__Work instruction__. Show every line from the data below that includes "writer".

__Available data__.

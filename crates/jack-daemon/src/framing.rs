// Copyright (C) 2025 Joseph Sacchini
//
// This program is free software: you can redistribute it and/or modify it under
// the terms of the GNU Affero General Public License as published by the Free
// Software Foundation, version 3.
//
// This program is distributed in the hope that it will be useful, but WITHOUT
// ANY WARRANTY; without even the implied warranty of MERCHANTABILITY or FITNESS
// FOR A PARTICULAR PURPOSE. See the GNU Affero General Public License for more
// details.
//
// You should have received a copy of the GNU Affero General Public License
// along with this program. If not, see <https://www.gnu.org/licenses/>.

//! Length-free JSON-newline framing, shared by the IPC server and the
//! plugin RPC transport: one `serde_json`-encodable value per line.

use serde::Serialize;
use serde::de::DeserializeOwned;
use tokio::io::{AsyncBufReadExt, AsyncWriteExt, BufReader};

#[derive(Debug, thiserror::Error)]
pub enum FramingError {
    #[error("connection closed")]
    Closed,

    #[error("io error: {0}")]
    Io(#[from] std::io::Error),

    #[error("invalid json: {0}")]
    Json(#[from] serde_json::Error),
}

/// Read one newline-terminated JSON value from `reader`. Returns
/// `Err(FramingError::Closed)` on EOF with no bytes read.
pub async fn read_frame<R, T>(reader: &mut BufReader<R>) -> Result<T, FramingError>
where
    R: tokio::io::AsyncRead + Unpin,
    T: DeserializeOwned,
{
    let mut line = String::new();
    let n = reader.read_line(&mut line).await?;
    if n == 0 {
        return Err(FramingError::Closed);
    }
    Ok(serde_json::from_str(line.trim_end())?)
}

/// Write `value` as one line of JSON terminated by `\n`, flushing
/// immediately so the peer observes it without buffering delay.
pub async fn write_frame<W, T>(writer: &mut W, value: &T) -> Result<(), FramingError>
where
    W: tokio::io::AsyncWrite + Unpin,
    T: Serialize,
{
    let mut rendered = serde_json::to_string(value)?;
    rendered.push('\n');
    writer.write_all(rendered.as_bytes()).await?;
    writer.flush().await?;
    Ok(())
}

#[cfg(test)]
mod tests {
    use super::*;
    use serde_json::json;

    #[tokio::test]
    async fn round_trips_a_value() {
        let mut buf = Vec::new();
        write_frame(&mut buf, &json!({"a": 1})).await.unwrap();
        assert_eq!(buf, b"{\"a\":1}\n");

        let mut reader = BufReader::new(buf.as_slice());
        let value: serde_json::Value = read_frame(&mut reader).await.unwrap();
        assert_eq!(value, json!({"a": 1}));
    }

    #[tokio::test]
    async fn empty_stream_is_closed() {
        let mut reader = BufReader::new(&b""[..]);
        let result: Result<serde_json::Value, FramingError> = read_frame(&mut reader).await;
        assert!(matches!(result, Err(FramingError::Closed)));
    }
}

--

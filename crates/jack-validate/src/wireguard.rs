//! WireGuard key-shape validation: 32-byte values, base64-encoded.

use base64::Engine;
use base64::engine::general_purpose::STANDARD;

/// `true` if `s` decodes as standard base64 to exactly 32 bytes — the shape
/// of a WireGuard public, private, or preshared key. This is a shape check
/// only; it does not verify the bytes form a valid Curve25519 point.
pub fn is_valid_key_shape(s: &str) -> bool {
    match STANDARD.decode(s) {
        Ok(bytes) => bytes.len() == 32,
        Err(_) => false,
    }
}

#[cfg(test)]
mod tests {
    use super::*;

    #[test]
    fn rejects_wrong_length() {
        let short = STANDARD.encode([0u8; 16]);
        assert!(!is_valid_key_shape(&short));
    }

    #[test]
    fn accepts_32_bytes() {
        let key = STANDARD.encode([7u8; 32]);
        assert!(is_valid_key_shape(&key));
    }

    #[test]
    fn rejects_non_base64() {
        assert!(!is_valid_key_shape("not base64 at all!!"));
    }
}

==

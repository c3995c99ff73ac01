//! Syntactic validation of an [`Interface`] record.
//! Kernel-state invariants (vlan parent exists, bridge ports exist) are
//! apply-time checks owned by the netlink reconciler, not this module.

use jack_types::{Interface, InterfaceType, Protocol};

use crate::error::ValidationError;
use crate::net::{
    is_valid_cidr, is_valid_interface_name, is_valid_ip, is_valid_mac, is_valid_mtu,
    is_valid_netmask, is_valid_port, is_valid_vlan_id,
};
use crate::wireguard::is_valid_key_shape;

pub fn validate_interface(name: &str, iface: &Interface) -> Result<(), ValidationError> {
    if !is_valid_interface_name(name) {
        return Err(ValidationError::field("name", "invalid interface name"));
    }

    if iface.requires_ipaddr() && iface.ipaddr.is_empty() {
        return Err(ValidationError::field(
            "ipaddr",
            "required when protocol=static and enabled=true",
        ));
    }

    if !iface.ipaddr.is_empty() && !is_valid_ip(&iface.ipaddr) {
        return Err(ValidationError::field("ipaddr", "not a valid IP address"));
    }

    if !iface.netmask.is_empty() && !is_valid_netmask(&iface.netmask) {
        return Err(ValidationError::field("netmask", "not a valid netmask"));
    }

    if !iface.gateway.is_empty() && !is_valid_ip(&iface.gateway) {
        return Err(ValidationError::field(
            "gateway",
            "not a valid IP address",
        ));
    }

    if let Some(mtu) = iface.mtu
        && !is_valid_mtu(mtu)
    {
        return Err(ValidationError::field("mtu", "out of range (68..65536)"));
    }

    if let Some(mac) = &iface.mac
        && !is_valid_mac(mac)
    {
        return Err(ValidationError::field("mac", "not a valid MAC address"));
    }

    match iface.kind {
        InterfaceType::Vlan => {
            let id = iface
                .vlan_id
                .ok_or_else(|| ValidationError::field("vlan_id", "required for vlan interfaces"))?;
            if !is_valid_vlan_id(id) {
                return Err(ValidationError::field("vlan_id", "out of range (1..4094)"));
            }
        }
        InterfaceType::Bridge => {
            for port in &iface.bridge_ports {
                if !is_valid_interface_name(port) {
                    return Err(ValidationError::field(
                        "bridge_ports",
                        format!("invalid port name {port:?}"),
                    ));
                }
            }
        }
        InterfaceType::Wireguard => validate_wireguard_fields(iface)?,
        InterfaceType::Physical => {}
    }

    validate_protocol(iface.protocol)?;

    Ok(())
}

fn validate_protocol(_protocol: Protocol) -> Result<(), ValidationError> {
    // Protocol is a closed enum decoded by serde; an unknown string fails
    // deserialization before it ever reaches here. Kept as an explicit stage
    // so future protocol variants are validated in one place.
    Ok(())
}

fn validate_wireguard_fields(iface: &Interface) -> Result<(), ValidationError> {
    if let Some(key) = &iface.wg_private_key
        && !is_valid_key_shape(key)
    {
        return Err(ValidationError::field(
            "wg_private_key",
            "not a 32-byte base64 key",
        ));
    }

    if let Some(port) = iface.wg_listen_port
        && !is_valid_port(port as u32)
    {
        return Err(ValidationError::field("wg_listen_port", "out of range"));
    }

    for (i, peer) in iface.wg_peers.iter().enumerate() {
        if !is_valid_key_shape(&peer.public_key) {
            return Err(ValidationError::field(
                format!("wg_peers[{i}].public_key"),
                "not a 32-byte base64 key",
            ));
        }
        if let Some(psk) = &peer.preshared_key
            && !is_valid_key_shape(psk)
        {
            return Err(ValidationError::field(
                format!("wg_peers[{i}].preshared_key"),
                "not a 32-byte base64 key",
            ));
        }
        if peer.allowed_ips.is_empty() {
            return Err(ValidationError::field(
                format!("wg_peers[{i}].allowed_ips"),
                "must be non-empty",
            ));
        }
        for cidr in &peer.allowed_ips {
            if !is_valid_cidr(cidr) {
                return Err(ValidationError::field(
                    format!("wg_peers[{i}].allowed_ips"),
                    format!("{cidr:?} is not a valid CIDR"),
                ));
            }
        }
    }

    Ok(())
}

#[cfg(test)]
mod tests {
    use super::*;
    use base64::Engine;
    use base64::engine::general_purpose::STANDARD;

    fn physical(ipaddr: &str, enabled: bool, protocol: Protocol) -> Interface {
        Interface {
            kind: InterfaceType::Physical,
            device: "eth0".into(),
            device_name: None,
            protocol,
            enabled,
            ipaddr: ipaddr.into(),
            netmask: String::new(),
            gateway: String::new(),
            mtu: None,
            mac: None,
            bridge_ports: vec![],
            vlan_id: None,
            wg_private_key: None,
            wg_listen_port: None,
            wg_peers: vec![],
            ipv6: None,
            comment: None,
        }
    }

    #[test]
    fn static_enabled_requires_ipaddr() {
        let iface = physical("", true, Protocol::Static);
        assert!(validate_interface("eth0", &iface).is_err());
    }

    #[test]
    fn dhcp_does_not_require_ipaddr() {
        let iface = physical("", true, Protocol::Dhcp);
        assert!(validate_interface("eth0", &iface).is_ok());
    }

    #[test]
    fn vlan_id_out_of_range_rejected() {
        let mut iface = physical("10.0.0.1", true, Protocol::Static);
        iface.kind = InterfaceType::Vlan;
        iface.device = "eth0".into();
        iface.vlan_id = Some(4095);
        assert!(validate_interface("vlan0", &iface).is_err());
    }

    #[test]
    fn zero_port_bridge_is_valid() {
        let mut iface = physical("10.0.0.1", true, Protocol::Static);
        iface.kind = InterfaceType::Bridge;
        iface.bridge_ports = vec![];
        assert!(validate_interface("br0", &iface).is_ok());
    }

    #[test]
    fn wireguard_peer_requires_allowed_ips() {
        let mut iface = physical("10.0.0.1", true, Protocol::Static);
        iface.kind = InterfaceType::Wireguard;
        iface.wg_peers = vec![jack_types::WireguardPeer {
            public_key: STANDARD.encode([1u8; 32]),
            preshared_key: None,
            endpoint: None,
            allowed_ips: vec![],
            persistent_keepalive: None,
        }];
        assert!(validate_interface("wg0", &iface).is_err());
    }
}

__Task response__.
pub async fn write_frame<W, T>(writer: &mut W, value: &T) -> Result<(), FramingError>
    writer.write_all(rendered.as_bytes()).await?;
    writer.flush().await?;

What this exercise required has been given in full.